All lines from the one with "float above everything." through the final line of the records below must be written out exactly, with no other text.

Saved entries
+===+

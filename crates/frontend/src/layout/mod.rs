pub mod footer;
pub mod header;
pub mod notifications;

use footer::Footer;
use header::Header;
use leptos::prelude::*;
use notifications::ToastContainer;

/// Page chrome shared by every route.
///
/// ```text
/// +-----------------------------+
/// |           Header            |
/// +-----------------------------+
/// |           content           |
/// +-----------------------------+
/// |           Footer            |
/// +-----------------------------+
/// ```
/// Toasts float above everything.
#[component]
pub fn Shell(children: Children) -> impl IntoView {
    view! {
        <div class="app-layout">
            <Header />
            <main class="app-main">
                {children()}
            </main>
            <Footer />
            <ToastContainer />
        </div>
    }
}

+===+

§ THE COMPLETED TASK
/// Toasts float above everything.
#[component]
pub fn Shell(children: Children) -> impl IntoView {
    view! {
        <div class="app-layout">
            <Header />
            <main class="app-main">
                {children()}
            </main>
            <Footer />
            <ToastContainer />
        </div>
    }
}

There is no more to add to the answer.